§ Task instructions:
Lines below starting with the line with "was recorded at" and going on through the line with "let shortfall = amount - idle;" must be output exactly; the rest of the records must be left out.

§ Provided records:

——————————

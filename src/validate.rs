//! Structural validation of index files.
//!
//! An index file is structurally sound when it still contains a `#` heading
//! marker and the literal section header. The check is deliberately shallow:
//! it runs after every write and only has to catch edits that destroyed the
//! skeleton of the file.

use std::fs;
use std::io;
use std::path::Path;

use log::warn;

/// Result of inspecting an index file on disk.
#[derive(Debug)]
pub enum Inspection {
    /// The file does not exist yet; nothing to check.
    Absent,
    Valid,
    /// The file exists but lacks the listed markers.
    Invalid { missing: Vec<String> },
    /// The file exists but could not be read as text.
    Unreadable(io::Error),
}

impl Inspection {
    pub fn is_valid(&self) -> bool {
        matches!(self, Inspection::Absent | Inspection::Valid)
    }
}

/// Markers from `["#", section_header]` that `content` does not contain.
pub fn missing_markers(content: &str, section_header: &str) -> Vec<String> {
    ["#", section_header.trim()]
        .into_iter()
        .filter(|marker| !content.contains(marker))
        .map(str::to_string)
        .collect()
}

/// Inspect the index file at `path`.
pub fn inspect(path: &Path, section_header: &str) -> Inspection {
    if !path.exists() {
        return Inspection::Absent;
    }
    match fs::read_to_string(path) {
        Ok(content) => {
            let missing = missing_markers(&content, section_header);
            if missing.is_empty() {
                Inspection::Valid
            } else {
                Inspection::Invalid { missing }
            }
        }
        Err(e) => Inspection::Unreadable(e),
    }
}

/// `true` if `path` is absent or structurally sound.
pub fn validate(path: &Path, section_header: &str) -> bool {
    match inspect(path, section_header) {
        Inspection::Invalid { missing } => {
            for marker in missing {
                warn!("'{}' is missing required section '{}'", path.display(), marker);
            }
            false
        }
        Inspection::Unreadable(e) => {
            warn!("index validation failed for '{}': {}", path.display(), e);
            false
        }
        Inspection::Absent | Inspection::Valid => true,
    }
}
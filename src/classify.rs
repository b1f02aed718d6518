//! # Change Classifier
//!
//! Turns the raw `--name-status` records of a commit into the ordered stream of
//! change events the orchestrator acts on.
//!
//! - `A`, `M` and `D` map directly to [`ChangeKind`]s; `T` (type change) is
//!   treated as a modification.
//! - A rename `R<score> old new` becomes a deletion of `old` followed by an
//!   addition of `new`, so the old entry is removed before the new one lands.
//! - A copy `C<score> old new` adds `new`; the source is untouched.
//! - Paths under a protected directory, index files themselves, and the hook's
//!   own artifacts never produce events.
//!
//! Unknown status letters are skipped with a warning instead of failing the
//! commit.

use std::fmt;

use log::warn;

use crate::config::HookConfig;

/// One record of `git diff --name-status`.
#[derive(Debug, Clone, PartialEq, Eq)]
pub struct RawChange {
    /// Status column as printed by git, e.g. `M` or `R097`.
    pub status: String,
    /// The path, or the source path of a rename/copy.
    pub path: String,
    /// Destination path of a rename/copy.
    pub new_path: Option<String>,
}

impl RawChange {
    pub fn new(status: impl Into<String>, path: impl Into<String>) -> Self {
        Self {
            status: status.into(),
            path: path.into(),
            new_path: None,
        }
    }

    pub fn renamed(status: impl Into<String>, old: impl Into<String>, new: impl Into<String>) -> Self {
        Self {
            status: status.into(),
            path: old.into(),
            new_path: Some(new.into()),
        }
    }
}

#[derive(Debug, Clone, Copy, PartialEq, Eq, Hash, PartialOrd, Ord)]
pub enum ChangeKind {
    Added,
    Modified,
    Deleted,
}

impl ChangeKind {
    /// The single-letter git status for this kind.
    pub fn code(self) -> char {
        match self {
            ChangeKind::Added => 'A',
            ChangeKind::Modified => 'M',
            ChangeKind::Deleted => 'D',
        }
    }
}

impl fmt::Display for ChangeKind {
    fn fmt(&self, f: &mut fmt::Formatter<'_>) -> fmt::Result {
        write!(f, "{}", self.code())
    }
}

/// A normalized change to one file.
#[derive(Debug, Clone, PartialEq, Eq)]
pub struct ChangeEvent {
    pub kind: ChangeKind,
    /// Repository-relative path with `/` separators.
    pub path: String,
}

impl ChangeEvent {
    pub fn new(kind: ChangeKind, path: impl Into<String>) -> Self {
        Self {
            kind,
            path: path.into(),
        }
    }

    /// Containing directory (empty for the repository root).
    pub fn directory(&self) -> &str {
        self.path.rsplit_once('/').map(|(dir, _)| dir).unwrap_or("")
    }

    pub fn file_name(&self) -> &str {
        self.path
            .rsplit_once('/')
            .map(|(_, name)| name)
            .unwrap_or(&self.path)
    }
}

/// Filters and normalizes raw changes.
#[derive(Debug, Clone)]
pub struct Classifier {
    protected_dirs: Vec<String>,
    index_file_name: String,
    hook_artifacts: Vec<String>,
}

impl Classifier {
    pub fn new(config: &HookConfig) -> Self {
        Self {
            protected_dirs: config
                .all_protected_dirs()
                .into_iter()
                .map(str::to_string)
                .collect(),
            index_file_name: config.index_file_name.clone(),
            hook_artifacts: config.hook_artifacts.clone(),
        }
    }

    /// `true` if `path` must never produce a change event.
    pub fn is_ignored(&self, path: &str) -> bool {
        let mut components = path.split('/').filter(|c| !c.is_empty()).peekable();
        if components.peek().is_none() {
            return true;
        }
        let file_name = path.rsplit('/').next().unwrap_or(path);

        file_name == self.index_file_name
            || self.is_hook_artifact(path)
            || components.any(|c| self.protected_dirs.iter().any(|p| p == c))
    }

    fn is_hook_artifact(&self, path: &str) -> bool {
        self.hook_artifacts.iter().any(|artifact| {
            path == artifact
                || path
                    .strip_suffix(artifact.as_str())
                    .is_some_and(|prefix| prefix.ends_with('/'))
        })
    }

    /// Classify `raw` into events, preserving input order.
    pub fn classify(&self, raw: &[RawChange]) -> Vec<ChangeEvent> {
        let mut events = Vec::with_capacity(raw.len());
        for change in raw {
            let status = change.status.chars().next();
            match (status, change.new_path.as_deref()) {
                (Some('A'), _) => self.push(&mut events, ChangeKind::Added, &change.path),
                (Some('M' | 'T'), _) => self.push(&mut events, ChangeKind::Modified, &change.path),
                (Some('D'), _) => self.push(&mut events, ChangeKind::Deleted, &change.path),
                (Some('R'), Some(new_path)) => {
                    self.push(&mut events, ChangeKind::Deleted, &change.path);
                    self.push(&mut events, ChangeKind::Added, new_path);
                }
                (Some('C'), Some(new_path)) => self.push(&mut events, ChangeKind::Added, new_path),
                _ => warn!(
                    "skipping unsupported change '{}' for '{}'",
                    change.status, change.path
                ),
            }
        }
        events
    }

    fn push(&self, events: &mut Vec<ChangeEvent>, kind: ChangeKind, path: &str) {
        if !self.is_ignored(path) {
            events.push(ChangeEvent::new(kind, path));
        }
    }
}
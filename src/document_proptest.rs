//! Property-based tests for index document edits.
//!
//! These tests use proptest to generate index files and edits and verify that
//! the reconciliation invariants hold for all of them.

#[cfg(test)]
mod proptest_tests {
    use crate::document::{Entry, IndexDocument, Upsert};
    use crate::validate::missing_markers;
    use proptest::prelude::*;
    use std::collections::BTreeMap;

    const HEADER: &str = "## Key Files";

    fn file_name() -> impl Strategy<Value = String> {
        "[a-z_]{1,8}\\.(py|rs|md|txt)"
    }

    fn summary() -> impl Strategy<Value = String> {
        "[A-Za-z][A-Za-z ,.]{0,28}[A-Za-z.]"
    }

    fn existing_entries() -> impl Strategy<Value = BTreeMap<String, String>> {
        prop::collection::btree_map(file_name(), summary(), 0..6)
    }

    fn document_with(entries: &BTreeMap<String, String>) -> String {
        let mut content = format!("# pkg\n\nA package.\n\n{}\n", HEADER);
        for (name, summary) in entries {
            content.push_str(&format!("- `{}`: {}\n", name, summary));
        }
        content
    }

    proptest! {
        /// Property: rendering a parsed document reproduces the input exactly
        #[test]
        fn parse_render_is_identity(lines in prop::collection::vec("[ -~]{0,20}", 0..8), trailing in any::<bool>()) {
            let mut content = lines.join("\n");
            if trailing {
                content.push('\n');
            }
            let doc = IndexDocument::parse(&content, HEADER);
            prop_assert_eq!(doc.render(), content);
        }

        /// Property: two upserts leave exactly one entry, holding the second summary
        #[test]
        fn upsert_twice_last_write_wins(
            entries in existing_entries(),
            name in file_name(),
            first in summary(),
            second in summary(),
        ) {
            let mut doc = IndexDocument::parse(&document_with(&entries), HEADER);
            doc.upsert(Entry::new(name.clone(), &first));
            doc.upsert(Entry::new(name.clone(), &second));

            let matching: Vec<_> = doc.entries().filter(|e| e.name == name).collect();
            prop_assert_eq!(matching.len(), 1);
            prop_assert_eq!(&matching[0].summary, &second);
        }

        /// Property: repeating an upsert is a no-op
        #[test]
        fn upsert_is_idempotent(entries in existing_entries(), name in file_name(), text in summary()) {
            let mut doc = IndexDocument::parse(&document_with(&entries), HEADER);
            doc.upsert(Entry::new(name.clone(), &text));
            let once = doc.render();
            prop_assert_eq!(doc.upsert(Entry::new(name, &text)), Upsert::Unchanged);
            prop_assert_eq!(doc.render(), once);
        }

        /// Property: remove after upsert leaves no entry and keeps the others in order
        #[test]
        fn remove_after_upsert_preserves_others(
            entries in existing_entries(),
            name in file_name(),
            text in summary(),
        ) {
            let mut doc = IndexDocument::parse(&document_with(&entries), HEADER);
            doc.upsert(Entry::new(name.clone(), &text));
            let others_before: Vec<Entry> = doc.entries().filter(|e| e.name != name).cloned().collect();

            prop_assert!(doc.remove(&name) >= 1);
            prop_assert!(doc.get(&name).is_none());
            let others_after: Vec<Entry> = doc.entries().cloned().collect();
            prop_assert_eq!(others_after, others_before);
        }

        /// Property: every document produced by upsert passes structural validation
        #[test]
        fn upsert_output_is_structurally_valid(
            prose in prop::collection::vec("[a-zA-Z ]{0,20}", 0..4),
            name in file_name(),
            text in summary(),
        ) {
            let mut doc = IndexDocument::parse(&prose.join("\n"), HEADER);
            doc.upsert(Entry::new(name, &text));
            let rendered = doc.render();
            // Prose without a heading still lacks "#"; the header line supplies it.
            prop_assert!(missing_markers(&rendered, HEADER).is_empty());
        }
    }
}
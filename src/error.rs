//! # Error Handling
//!
//! This module defines the centralized error type for the `index-md` library.
//! It uses the `thiserror` library to describe every failure mode the hook can
//! run into while reading changes, talking to the summarizer, and rewriting
//! index files.
//!
//! ## Key Components
//!
//! - **`Error`**: The main enum for all library failures. Each variant carries
//!   enough context (paths, commands, stderr) to produce a useful diagnostic
//!   line on the hook's error stream.
//!
//! - **`SummarizeError`**: The narrower failure set of a summarization call.
//!   These are recovered locally by retrying and then falling back to a fixed
//!   summary, so they rarely escape as an `Error`.
//!
//! - **`Result<T>`**: A type alias for `std::result::Result<T, Error>`.

use std::path::PathBuf;
use std::time::Duration;

use thiserror::Error;

/// Main error type for index-md operations
#[derive(Error, Debug)]
pub enum Error {
    /// The `.index-md.yaml` configuration could not be parsed.
    #[error("Configuration parsing error: {message}{}", hint.as_ref().map(|h| format!("\n  hint: {}", h)).unwrap_or_default())]
    ConfigParse {
        message: String,
        /// Optional hint for how to fix the configuration issue
        hint: Option<String>,
    },

    /// A git command could not be run or exited unsuccessfully.
    #[error("Git command failed: {command} - {stderr}")]
    GitCommand { command: String, stderr: String },

    /// An index file lost one of its mandatory markers after a write.
    ///
    /// By the time this is returned the pre-write content has already been
    /// restored (or the restore failure logged).
    #[error("Index validation failed for {}: missing {}", path.display(), missing.join(", "))]
    Validation { path: PathBuf, missing: Vec<String> },

    /// Restoring an index file from its snapshot failed.
    #[error("Restore failed for {}: {message}", path.display())]
    Restore { path: PathBuf, message: String },

    /// A summarization call failed.
    #[error("Summarization error: {0}")]
    Summarize(#[from] SummarizeError),

    /// A required external tool is missing or unusable.
    #[error("Tool validation error: {tool} - {message}")]
    ToolValidation { tool: String, message: String },

    /// An I/O error, wrapped from `std::io::Error`.
    #[error("I/O error: {0}")]
    Io(#[from] std::io::Error),

    /// A YAML parsing error, wrapped from `serde_yaml::Error`.
    #[error("YAML parsing error: {0}")]
    Yaml(#[from] serde_yaml::Error),
}

/// Failure modes of a single summarization attempt.
#[derive(Error, Debug)]
pub enum SummarizeError {
    /// The summarizer could not be started at all.
    #[error("summarizer unavailable: {0}")]
    Unavailable(String),

    /// The summarizer did not answer within the configured wait.
    #[error("summarizer timed out after {}s", .0.as_secs())]
    Timeout(Duration),

    /// The summarizer exited successfully but printed nothing.
    #[error("summarizer returned an empty response")]
    EmptyResponse,

    /// The summarizer exited with a non-zero status.
    #[error("summarizer exited with {}: {stderr}", code.map(|c| c.to_string()).unwrap_or_else(|| "signal".to_string()))]
    Failed { code: Option<i32>, stderr: String },
}

/// A convenient type alias for `Result<T, Error>`.
pub type Result<T> = std::result::Result<T, Error>;
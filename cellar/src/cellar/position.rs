use soroban_sdk::auth::{ContractContext, InvokerContractAuthEntry, SubContractInvocation};
use soroban_sdk::{log, token, vec, Address, Env, IntoVal, Symbol, Val, Vec};

use crate::cellar::conversion::{inactive_assets, to_internal};
use crate::cellar::math::mul_div_floor;
use crate::dependencies::{LendingPoolClient, SwapRouterClient};
use crate::storage;

/// Pre-authorize `spender` pulling `amount` of `token` from the vault during
/// the next cross-contract call
fn authorize_pull(e: &Env, token: &Address, spender: &Address, amount: i128) {
    let args: Vec<Val> = vec![
        e,
        e.current_contract_address().into_val(e),
        spender.into_val(e),
        amount.into_val(e),
    ];
    e.authorize_as_current_contract(vec![
        e,
        InvokerContractAuthEntry::Contract(SubContractInvocation {
            context: ContractContext {
                contract: token.clone(),
                fn_name: Symbol::new(e, "transfer"),
                args,
            },
            sub_invocations: vec![e],
        }),
    ]);
}

/// Move `amount` idle assets into the lending position
pub fn deposit_to_lending(e: &Env, amount: i128) {
    if amount <= 0 {
        return;
    }
    let asset = storage::get_asset(e);
    let pool = storage::get_lending_pool(e);
    authorize_pull(e, &asset, &pool, amount);
    LendingPoolClient::new(e, &pool).deposit(&e.current_contract_address(), &asset, &amount);
}

/// Pull up to `amount` of the current asset out of the lending position
///
/// Returns the amount the pool actually released
pub fn withdraw_from_lending(e: &Env, amount: i128) -> i128 {
    if amount <= 0 {
        return 0;
    }
    let vault = e.current_contract_address();
    let asset = storage::get_asset(e);
    let pool = LendingPoolClient::new(e, &storage::get_lending_pool(e));
    let withdrawn = pool.withdraw(&vault, &asset, &amount, &vault);

    // the baseline is held at the income index it was recorded at
    let mut fee_data = storage::get_fee_data(e);
    if fee_data.last_normalized_income > 0 && withdrawn > 0 {
        let current_income = pool.normalized_income(&asset);
        let withdrawn_at_baseline = mul_div_floor(
            e,
            to_internal(e, withdrawn),
            fee_data.last_normalized_income,
            current_income,
        );
        fee_data.last_active_assets = (fee_data.last_active_assets - withdrawn_at_baseline).max(0);
        storage::set_fee_data(e, &fee_data);
    }
    withdrawn
}

/// Make sure at least `amount` of the current asset sits idle in the vault,
/// pulling the shortfall from the lending position
pub fn ensure_liquidity(e: &Env, amount: i128) {
    let idle = inactive_assets(e);
    if idle >= amount {
        return;
    }
    let shortfall = amount - idle;
    let withdrawn = withdraw_from_lending(e, shortfall);
    log!(e, "liquidity pulled from lending", shortfall, withdrawn);
}

/// Swap exactly `amount_in` of `path[0]` held by the vault into the last
/// asset of `path`, delivered back to the vault
pub fn swap_exact_in(e: &Env, path: &Vec<Address>, amount_in: i128, min_amount_out: i128) -> i128 {
    let vault = e.current_contract_address();
    let router = storage::get_swap_router(e);
    let token_in = path.first_unchecked();
    authorize_pull(e, &token_in, &router, amount_in);
    SwapRouterClient::new(e, &router).swap_exact_in(&vault, path, &amount_in, &min_amount_out, &vault)
}

/// Balance of an arbitrary token held by the vault
pub fn vault_balance(e: &Env, token: &Address) -> i128 {
    token::Client::new(e, token).balance(&e.current_contract_address())
}
use soroban_sdk::{panic_with_error, Address, Env};

use crate::errors::CellarError;
use crate::events::CellarEvents;
use crate::storage;

/// Mint `shares` to `to` and grow the total supply
pub fn mint(e: &Env, to: &Address, shares: i128) {
    let balance = storage::get_balance(e, to);
    storage::set_balance(e, to, balance + shares);
    storage::set_total_shares(e, storage::get_total_shares(e) + shares);
}

/// Burn `shares` from `from` and shrink the total supply
///
/// ### Panics
/// If `from` holds fewer than `shares`
pub fn burn(e: &Env, from: &Address, shares: i128) {
    let balance = storage::get_balance(e, from);
    if balance < shares {
        panic_with_error!(e, CellarError::InsufficientShares);
    }
    storage::set_balance(e, from, balance - shares);
    storage::set_total_shares(e, storage::get_total_shares(e) - shares);
}

/// Move `shares` between two balances, total supply unchanged
pub fn move_balance(e: &Env, from: &Address, to: &Address, shares: i128) {
    let from_balance = storage::get_balance(e, from);
    if from_balance < shares {
        panic_with_error!(e, CellarError::InsufficientShares);
    }
    storage::set_balance(e, from, from_balance - shares);
    let to_balance = storage::get_balance(e, to);
    storage::set_balance(e, to, to_balance + shares);
}

/// Consume `amount` of the allowance `from` granted to `spender`
///
/// ### Panics
/// If the allowance is smaller than `amount`
pub fn spend_allowance(e: &Env, from: &Address, spender: &Address, amount: i128) {
    let allowance = storage::get_allowance(e, from, spender);
    if allowance < amount {
        panic_with_error!(e, CellarError::InsufficientAllowance);
    }
    storage::set_allowance(e, from, spender, allowance - amount);
}

pub fn execute_approve(e: &Env, from: &Address, spender: &Address, amount: i128) {
    if amount < 0 {
        panic_with_error!(e, CellarError::InvalidAmount);
    }
    storage::set_allowance(e, from, spender, amount);
    CellarEvents::approve(e, from.clone(), spender.clone(), amount);
}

——————————

§ Exercise output:
    // the baseline is held at the income index it was recorded at
    let mut fee_data = storage::get_fee_data(e);
    if fee_data.last_normalized_income > 0 && withdrawn > 0 {
        let current_income = pool.normalized_income(&asset);
        let withdrawn_at_baseline = mul_div_floor(
            e,
            to_internal(e, withdrawn),
            fee_data.last_normalized_income,
            current_income,
        );
        fee_data.last_active_assets = (fee_data.last_active_assets - withdrawn_at_baseline).max(0);
        storage::set_fee_data(e, &fee_data);
    }
    withdrawn
}

/// Make sure at least `amount` of the current asset sits idle in the vault,
/// pulling the shortfall from the lending position
pub fn ensure_liquidity(e: &Env, amount: i128) {
    let idle = inactive_assets(e);
    if idle >= amount {
        return;
    }
    let shortfall = amount - idle;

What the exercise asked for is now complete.